── RECORDED INFORMATION

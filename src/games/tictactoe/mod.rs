//! Tic-tac-toe board model and negamax evaluator.

mod board;
mod error;
mod evaluator;
mod position;
mod types;

pub use board::{Board, CELL_COUNT, Line};
pub use error::{BoardError, BoardErrorKind};
pub use evaluator::{
    Outcome, analyse_each_move, analyse_each_move_with, evaluate_score, suggest_next_move,
    suggest_next_move_from_text,
};
pub use position::Position;
pub use types::{Player, Square};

────

> **WHAT YOU ARE ASKED TO DO**
Extract the listing in its entirety, matching it exactly.

> **RESPONSE TO THIS EXERCISE**
filename src/games/tictactoe/mod.rs
//! Tic-tac-toe board model and negamax evaluator.

mod board;
mod error;
mod evaluator;
mod position;
mod types;

pub use board::{Board, CELL_COUNT, Line};
pub use error::{BoardError, BoardErrorKind};
pub use evaluator::{
    Outcome, analyse_each_move, analyse_each_move_with, evaluate_score, suggest_next_move,
    suggest_next_move_from_text,
};
pub use position::Position;
pub use types::{Player, Square};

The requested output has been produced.